Boron is a metalloid chemical element with symbol B and atomic number 5. Boron is concentrated on Earth by the water-solubility of its more common naturally occurring compounds, the borate minerals. Chemically uncombined boron is found in small amounts in meteoroids but is not found naturally on Earth.
Although boron is a relatively rare element in the Earth's crust, representing only 0.001% of the crust mass, it can be highly concentrated by the action of water, in which many borates are soluble.
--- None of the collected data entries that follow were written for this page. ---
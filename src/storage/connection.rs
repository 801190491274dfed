use crate::storage::entity::{investor, scrape_job};
use log::info;
use sea_orm::{ConnectOptions, ConnectionTrait, Database, DatabaseConnection, DbErr, Schema};
use std::time::Duration;

pub async fn establish_connection(
    db_url: &str,
    max_connections: u32,
) -> Result<DatabaseConnection, DbErr> {
    let in_memory = db_url.contains(":memory:");
    let mut opt = ConnectOptions::new(db_url.to_owned());
    opt.connect_timeout(Duration::from_secs(8))
        .acquire_timeout(Duration::from_secs(8))
        .sqlx_logging(true)
        .sqlx_logging_level(log::LevelFilter::Info);

    if in_memory {
        // 内存库每个连接各自一份，只能用单连接且不能回收
        opt.max_connections(1).min_connections(1);
    } else {
        opt.max_connections(max_connections.max(1))
            .min_connections(2.min(max_connections.max(1)))
            .idle_timeout(Duration::from_secs(8))
            .max_lifetime(Duration::from_secs(8));
    }

    let db = Database::connect(opt).await?;

    if db.get_database_backend() == sea_orm::DatabaseBackend::Sqlite && !in_memory {
        // 启用 WAL 模式
        let _ = db
            .execute(sea_orm::Statement::from_string(
                sea_orm::DatabaseBackend::Sqlite,
                "PRAGMA journal_mode=WAL;".to_string(),
            ))
            .await?;
    }

    ensure_schema(&db).await?;

    info!("Database connection established and tables initialized.");

    Ok(db)
}

/// 建表（如果不存在）。不做迁移。
pub async fn ensure_schema(db: &DatabaseConnection) -> Result<(), DbErr> {
    let builder = db.get_database_backend();
    let schema = Schema::new(builder);

    let stmt = builder.build(
        schema
            .create_table_from_entity(investor::Entity)
            .if_not_exists(),
    );
    db.execute(stmt).await?;

    let stmt = builder.build(
        schema
            .create_table_from_entity(scrape_job::Entity)
            .if_not_exists(),
    );
    db.execute(stmt).await?;

    // 排序键索引
    db.execute(sea_orm::Statement::from_string(
        builder,
        "CREATE INDEX IF NOT EXISTS idx_investors_name ON investors(name);".to_string(),
    ))
    .await?;

    Ok(())
}
use anyhow::Context;
use log::{info, warn};
use vcintel::api::{create_router, AppState};
use vcintel::config::ServerConfig;
use vcintel::storage::{self, repository::InvestorRepository};

#[tokio::main(flavor = "multi_thread")]
async fn main() -> anyhow::Result<()> {
    // .env 可选
    if dotenv::dotenv().is_err() {
        eprintln!("⚠ 未找到 .env 文件，直接读取系统环境变量");
    }

    env_logger::Builder::from_default_env()
        .filter_level(log::LevelFilter::Warn)
        .filter_module("vcintel", log::LevelFilter::Info)
        .filter_module("sqlx", log::LevelFilter::Error)
        .filter_module("sea_orm", log::LevelFilter::Error)
        .init();

    let config = ServerConfig::from_env();
    info!("正在连接数据库: {}", config.database_url);
    let db = storage::establish_connection(&config.database_url, config.max_connections)
        .await
        .with_context(|| format!("数据库连接失败: {}", config.database_url))?;
    info!("✓ 数据库连接成功");

    if config.sync_focus_on_start {
        match InvestorRepository::resync_focus_flags(&db).await {
            Ok(n) => info!("✓ 关注标记已重新推导，修改 {} 行", n),
            Err(e) => warn!("⚠ 关注标记推导失败: {}", e),
        }
    }

    let app = create_router(AppState::new(db));
    let listener = tokio::net::TcpListener::bind(&config.bind_addr)
        .await
        .with_context(|| format!("无法监听 {}", config.bind_addr))?;
    info!("✓ 服务已启动: http://{}", config.bind_addr);

    axum::serve(listener, app).await.context("服务异常退出")?;
    Ok(())
}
It is found naturally combined in compounds such as borax and boric acid (sometimes found in volcanic spring waters).
Elemental boron, boron oxide, boric acid, borates, and many organoboron compounds are nontoxic to humans and animals (with toxicity similar to that of table salt). An intake of 4 g/day of boric acid was reported without incident, but more than this is considered toxic in more than a few doses. Intakes of more than 0.5 grams per day for 50 days cause minor digestive and other problems suggestive of toxicity.
The boranes (boron hydrogen compounds) and similar gaseous compounds are quite poisonous. As usual, it is not an element that is intrinsically poisonous, but their toxicity depends on structure. The boranes are toxic as well as highly flammable and require special care when handling. Sodium borohydride presents a fire hazard owing to its reducing nature and the liberation of hydrogen on contact with acid. Boron halides are corrosive.